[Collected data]
#####

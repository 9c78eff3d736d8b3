#![allow(dead_code)]

use std::path::{Path, PathBuf};
use std::sync::atomic::{AtomicU32, Ordering};
use std::sync::{Arc, Mutex};
use std::time::Duration;

use async_trait::async_trait;
use tempfile::TempDir;
use uuid::Uuid;

use drumless::acquire::Resolver;
use drumless::db::{MemoryStore, MetadataStore, StoreError};
use drumless::engine::{AudioExtractor, CommandError, ExtractRequest, Mixer, Separator, Sleeper};
use drumless::models::Job;
use drumless::pipeline::{Layout, Pipeline};
use drumless::stems::{StemSet, StemStage};
use drumless::workspace::Workspaces;

fn failed(program: &str, output: &str) -> CommandError {
    CommandError::Failed {
        program: program.to_string(),
        code: Some(1),
        output: output.to_string(),
    }
}

#[derive(Default)]
pub struct RecordingSleeper {
    pub pauses: Mutex<Vec<Duration>>,
}

#[async_trait]
impl Sleeper for RecordingSleeper {
    async fn sleep(&self, duration: Duration) {
        self.pauses.lock().unwrap().push(duration);
    }
}

pub struct FakeExtractor {
    pub failures: u32,
    pub title: Option<String>,
    pub attempts: AtomicU32,
}

impl FakeExtractor {
    pub fn new(failures: u32, title: Option<&str>) -> Self {
        Self {
            failures,
            title: title.map(str::to_string),
            attempts: AtomicU32::new(0),
        }
    }
}

#[async_trait]
impl AudioExtractor for FakeExtractor {
    async fn extract_audio(&self, request: &ExtractRequest<'_>) -> Result<(), CommandError> {
        let attempt = self.attempts.fetch_add(1, Ordering::SeqCst) + 1;
        let dir = request.output_template.parent().unwrap();
        if attempt <= self.failures {
            std::fs::write(dir.join("source.mp3.part"), b"half").unwrap();
            return Err(failed("yt-dlp", "ERROR: HTTP Error 404: Not Found"));
        }
        std::fs::write(dir.join("source.mp3"), b"remote audio").unwrap();
        Ok(())
    }

    async fn fetch_title(&self, _url: &str, _identity: &str) -> Result<String, CommandError> {
        self.title
            .clone()
            .ok_or_else(|| failed("yt-dlp", "ERROR: Sign in to confirm your age"))
    }
}

/// Writes `<output_dir>/<input stem>/<stem>.wav` for each configured stem.
pub struct FakeSeparator {
    pub stems: Vec<String>,
    pub fail: bool,
    pub silent: bool,
}

impl FakeSeparator {
    pub fn writing(stems: &[&str]) -> Self {
        Self {
            stems: stems.iter().map(|s| s.to_string()).collect(),
            fail: false,
            silent: false,
        }
    }

    /// Writes every stem file, but with no audio in it.
    pub fn silent(stems: &[&str]) -> Self {
        Self {
            silent: true,
            ..Self::writing(stems)
        }
    }

    pub fn failing() -> Self {
        Self {
            stems: Vec::new(),
            fail: true,
            silent: false,
        }
    }
}

#[async_trait]
impl Separator for FakeSeparator {
    async fn separate(&self, input: &Path, output_dir: &Path) -> Result<(), CommandError> {
        if self.fail {
            return Err(failed("spleeter", "Segmentation fault"));
        }
        let dir = output_dir.join(input.file_stem().unwrap());
        std::fs::create_dir_all(&dir).unwrap();
        for stem in &self.stems {
            let contents = if self.silent { &[][..] } else { stem.as_bytes() };
            std::fs::write(dir.join(format!("{stem}.wav")), contents).unwrap();
        }
        Ok(())
    }
}

/// Concatenates its inputs into the output; fails when an input is missing.
#[derive(Default)]
pub struct RecordingMixer {
    pub calls: Mutex<Vec<Vec<PathBuf>>>,
}

#[async_trait]
impl Mixer for RecordingMixer {
    async fn mix(&self, inputs: &[PathBuf], _filter_graph: &str, output: &Path) -> Result<(), CommandError> {
        self.calls.lock().unwrap().push(inputs.to_vec());
        let mut data = Vec::new();
        for input in inputs {
            let bytes = std::fs::read(input)
                .map_err(|e| failed("ffmpeg", &format!("{}: {e}", input.display())))?;
            data.extend(bytes);
        }
        std::fs::write(output, data).unwrap();
        Ok(())
    }
}

/// Accepts reads but refuses every save.
#[derive(Default)]
pub struct FailingStore {
    inner: MemoryStore,
}

#[async_trait]
impl MetadataStore for FailingStore {
    async fn save(&self, _job: &Job) -> Result<(), StoreError> {
        Err(StoreError::Backend("database is locked".to_string()))
    }

    async fn get(&self, id: Uuid) -> Result<Job, StoreError> {
        self.inner.get(id).await
    }

    async fn delete(&self, id: Uuid) -> Result<(), StoreError> {
        self.inner.delete(id).await
    }

    async fn rename(&self, id: Uuid, name: &str) -> Result<Job, StoreError> {
        self.inner.rename(id, name).await
    }

    async fn list_all(&self) -> Result<Vec<Job>, StoreError> {
        self.inner.list_all().await
    }
}

pub struct Harness {
    pub tmp: TempDir,
    pub sleeper: Arc<RecordingSleeper>,
    pub extractor: Arc<FakeExtractor>,
    pub mixer: Arc<RecordingMixer>,
    pub store: Arc<dyn MetadataStore>,
    pub pipeline: Pipeline,
}

impl Harness {
    pub fn new(
        extractor: FakeExtractor,
        separator: FakeSeparator,
        stems: StemSet,
        store: Arc<dyn MetadataStore>,
    ) -> Self {
        let tmp = TempDir::new().unwrap();
        let sleeper = Arc::new(RecordingSleeper::default());
        let extractor = Arc::new(extractor);
        let mixer = Arc::new(RecordingMixer::default());

        let resolver = Resolver::new(extractor.clone(), sleeper.clone(), "mp3");
        let stage = StemStage::new(Arc::new(separator), mixer.clone(), stems).unwrap();
        let layout = Layout {
            uploads_dir: tmp.path().join("uploads"),
            processed_dir: tmp.path().join("processed"),
        };
        let pipeline = Pipeline::new(
            resolver,
            stage,
            Workspaces::new(tmp.path().join("temp")),
            layout,
            store.clone(),
        );

        Self {
            tmp,
            sleeper,
            extractor,
            mixer,
            store,
            pipeline,
        }
    }

    pub fn scratch(&self) -> PathBuf {
        self.tmp.path().join("temp")
    }

    pub fn uploads(&self) -> PathBuf {
        self.tmp.path().join("uploads")
    }

    pub fn processed(&self) -> PathBuf {
        self.tmp.path().join("processed")
    }
}

/// Regular files anywhere under `dir`; a missing dir counts as empty.
pub fn count_files(dir: &Path) -> usize {
    let Ok(entries) = std::fs::read_dir(dir) else {
        return 0;
    };
    entries
        .map(|e| e.unwrap().path())
        .map(|p| if p.is_dir() { count_files(&p) } else { 1 })
        .sum()
}

pub fn entries(dir: &Path) -> usize {
    std::fs::read_dir(dir).map(|d| d.count()).unwrap_or(0)
}

pub fn four_stems() -> StemSet {
    StemSet {
        stems: ["vocals", "drums", "bass", "other"].map(String::from).to_vec(),
        ..StemSet::default()
    }
}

#####

A single figure is required: how many lines above contain the word "FakeExtractor".

5